Конвоир вывел Гоменюка из помещения. Они направились мимо временных строений и землянок в сторону пищеблока. Неожиданно Степан услышал возглас:
— Гоменюк?! Степан?! Вот встреча… — Подошедший к ним рослый брюнет широко улыбнулся. — Ты что? Не узнаешь? Я — Майборода. Вместе в лагере сидели, в соседних частях служили. Я провинился, попал в штрафную роту, а оттуда сюда махнул. А ты как здесь оказался?
— Долго рассказывать, — ответил Гоменюк. — Увидимся — поговорим.
Конвоир дернул Степана за рукав, увлекая за собой.
«Вот так встреча! — не на шутку встревожившись, размышлял Гоменюк. — О ней, конечно, будет знать капитан. Надо срочно определить, как вести себя с учетом этого обстоятельства».
Разведчик перебирал в памяти все, что мог знать о нем Майборода. Действительно, они знали друг друга по месту заключения, затем по службе в Беломорском гарнизоне. А что еще? Пожалуй, это все. «А, чем черт не шутит! Может, эта встреча не только не принесет мне никакого вреда, а, наоборот, поможет укрепить положение в разведке противника», — рассуждал Гоменюк.
Он убедился в своей правоте, как только вновь оказался на допросе у капитана. Прислушиваясь к его чистому русскому языку, Степан невольно подумал: «Наверное, этот капитан из русских белоэмигрантов».
Не раскрывая сразу своих карт, а вернее, решив проверить искренность Гоменюка, капитан сказал:
— Вы рассказывали мне, что по решению советского суда находились в заключении. Кого вы помните из тех, кто был в лагере вместе с вами?
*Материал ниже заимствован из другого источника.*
//! Series records.
//!
//! A [`RawSeries`] is what the authoring form hands over: every value is free
//! text and may be missing. A [`Series`] is the normalized, typed record that
//! routines store and sessions record.

use std::fmt;

use serde::{Deserialize, Serialize};

/// RPE stored when the raw value is missing or out of range.
pub const DEFAULT_RPE: u8 = 5;

/// Upper bound of the RPE scale.
pub const MAX_RPE: u8 = 10;

/// How a series is measured.
#[derive(Debug, Clone, Copy, PartialEq, Eq, Hash, Default, Serialize, Deserialize)]
#[serde(rename_all = "camelCase")]
pub enum UnitType {
    /// Load moved for a number of repetitions.
    RepsAndWeight,
    /// Bodyweight repetitions.
    #[default]
    Reps,
    /// Timed hold or effort, in seconds.
    Time,
    /// Covered distance, in meters.
    Distance,
}

impl UnitType {
    pub const ALL: [UnitType; 4] = [Self::RepsAndWeight, Self::Reps, Self::Time, Self::Distance];

    /// Parse a unit type name, ignoring case and `_`/`-` separators.
    ///
    /// Returns `None` for anything that is not one of the four known units.
    pub fn parse(value: &str) -> Option<Self> {
        let key: String = value
            .trim()
            .chars()
            .filter(|c| *c != '_' && *c != '-')
            .flat_map(char::to_lowercase)
            .collect();
        match key.as_str() {
            "repsandweight" => Some(Self::RepsAndWeight),
            "reps" => Some(Self::Reps),
            "time" => Some(Self::Time),
            "distance" => Some(Self::Distance),
            _ => None,
        }
    }

    /// Wire name used in persisted documents.
    #[must_use]
    pub const fn as_str(&self) -> &'static str {
        match self {
            Self::RepsAndWeight => "repsAndWeight",
            Self::Reps => "reps",
            Self::Time => "time",
            Self::Distance => "distance",
        }
    }

    /// Whether this unit counts repetitions.
    #[must_use]
    pub const fn counts_reps(&self) -> bool {
        matches!(self, Self::RepsAndWeight | Self::Reps)
    }

    /// Whether the load is kept without an explicit request.
    #[must_use]
    pub const fn carries_load(&self) -> bool {
        matches!(self, Self::RepsAndWeight)
    }
}

impl fmt::Display for UnitType {
    fn fmt(&self, f: &mut fmt::Formatter<'_>) -> fmt::Result {
        f.write_str(self.as_str())
    }
}

/// Whether a series is a warm-up or counts toward the working volume.
#[derive(Debug, Clone, Copy, PartialEq, Eq, Hash, Default, Serialize, Deserialize)]
#[serde(rename_all = "camelCase")]
pub enum SeriesType {
    WarmUp,
    #[default]
    WorkingSet,
}

impl SeriesType {
    /// Parse a series type name. Unknown or missing names are working sets.
    pub fn parse(value: &str) -> Self {
        let key: String = value
            .trim()
            .chars()
            .filter(|c| *c != '_' && *c != '-')
            .flat_map(char::to_lowercase)
            .collect();
        match key.as_str() {
            "warmup" => Self::WarmUp,
            _ => Self::WorkingSet,
        }
    }

    #[must_use]
    pub const fn as_str(&self) -> &'static str {
        match self {
            Self::WarmUp => "warmUp",
            Self::WorkingSet => "workingSet",
        }
    }

    #[must_use]
    pub const fn is_warm_up(&self) -> bool {
        matches!(self, Self::WarmUp)
    }
}

impl fmt::Display for SeriesType {
    fn fmt(&self, f: &mut fmt::Formatter<'_>) -> fmt::Result {
        f.write_str(self.as_str())
    }
}

/// Series as typed into the authoring form.
#[derive(Debug, Clone, Default, PartialEq, Eq, Serialize, Deserialize)]
#[serde(rename_all = "camelCase", default)]
pub struct RawSeries {
    pub unit_type: Option<String>,
    pub weight: Option<String>,
    pub reps: Option<String>,
    pub duration: Option<String>,
    pub distance: Option<String>,
    pub rpe: Option<String>,
    pub note: Option<String>,
    pub rest: Option<String>,
    #[serde(rename = "type")]
    pub series_type: Option<String>,
}

impl RawSeries {
    /// Empty series of the given unit.
    pub fn new(unit_type: UnitType) -> Self {
        Self {
            unit_type: Some(unit_type.as_str().to_string()),
            ..Self::default()
        }
    }

    pub fn with_weight(mut self, value: impl Into<String>) -> Self {
        self.weight = Some(value.into());
        self
    }

    pub fn with_reps(mut self, value: impl Into<String>) -> Self {
        self.reps = Some(value.into());
        self
    }

    pub fn with_duration(mut self, value: impl Into<String>) -> Self {
        self.duration = Some(value.into());
        self
    }

    pub fn with_distance(mut self, value: impl Into<String>) -> Self {
        self.distance = Some(value.into());
        self
    }

    pub fn with_rpe(mut self, value: impl Into<String>) -> Self {
        self.rpe = Some(value.into());
        self
    }

    pub fn with_rest(mut self, value: impl Into<String>) -> Self {
        self.rest = Some(value.into());
        self
    }

    pub fn with_note(mut self, value: impl Into<String>) -> Self {
        self.note = Some(value.into());
        self
    }

    pub fn with_type(mut self, series_type: SeriesType) -> Self {
        self.series_type = Some(series_type.as_str().to_string());
        self
    }

    /// Field values as text, for re-feeding a series through normalization.
    pub fn from_series(series: &Series) -> Self {
        Self {
            unit_type: Some(series.unit_type.as_str().to_string()),
            weight: Some(series.weight.to_string()),
            reps: series.reps.map(|v| v.to_string()),
            duration: series.duration.map(|v| v.to_string()),
            distance: series.distance.map(|v| v.to_string()),
            rpe: Some(series.rpe.to_string()),
            note: Some(series.note.clone()),
            rest: Some(series.rest.clone()),
            series_type: Some(series.series_type.as_str().to_string()),
        }
    }
}

/// A normalized series.
///
/// Only the measurement fields relevant to `unit_type` are `Some`; `weight`
/// is always present and is `0` when no load is tracked.
#[derive(Debug, Clone, PartialEq, Serialize, Deserialize)]
#[serde(rename_all = "camelCase")]
pub struct Series {
    pub unit_type: UnitType,
    pub weight: f64,
    #[serde(default, skip_serializing_if = "Option::is_none")]
    pub reps: Option<u32>,
    /// Seconds.
    #[serde(default, skip_serializing_if = "Option::is_none")]
    pub duration: Option<f64>,
    /// Meters.
    #[serde(default, skip_serializing_if = "Option::is_none")]
    pub distance: Option<f64>,
    #[serde(default)]
    pub note: String,
    /// Rest after this series as `m:ss`, or empty.
    #[serde(default)]
    pub rest: String,
    pub rpe: u8,
    #[serde(rename = "type")]
    pub series_type: SeriesType,
}

impl Series {
    #[must_use]
    pub fn is_warm_up(&self) -> bool {
        self.series_type.is_warm_up()
    }

    /// Weight times reps for loaded rep work, `0` otherwise.
    #[must_use]
    pub fn volume(&self) -> f64 {
        match (self.unit_type, self.reps) {
            (UnitType::RepsAndWeight, Some(reps)) => self.weight * f64::from(reps),
            _ => 0.0,
        }
    }

    /// Copy of this series with a different RPE; warm-ups keep `0`.
    #[must_use]
    pub fn with_rpe(&self, rpe: u8) -> Self {
        let mut series = self.clone();
        series.rpe = if self.is_warm_up() { 0 } else { rpe.min(MAX_RPE) };
        series
    }
}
— Хорошо помню заключенного Майбороду. Сегодня я встретил его здесь, в расположении хозяйственных подразделений. Он сказал мне, что оказался на этой стороне как перебежчик. Выходит, в нашей судьбе много общего. Правда, я не был в штрафной роте, как он.
— Хочу выразить свое удовлетворение вашим ответом, — вежливо заметил капитан. — Думаю, что наша служба не потеряет вас из поля зрения. А пока, как у нас принято, вы должны содержаться в лагере для военнопленных.
«Уж больно мягко стелет, — подумал Степан не без тревоги. — Похоже, что разведка мною заинтересовалась. Но что будет дальше? Не зря же говорил мне капитан Чижов, что без основательной проверки она даже перебежчика к серьезному делу не допускает».
Разведчик был близок к истине: проверка только началась.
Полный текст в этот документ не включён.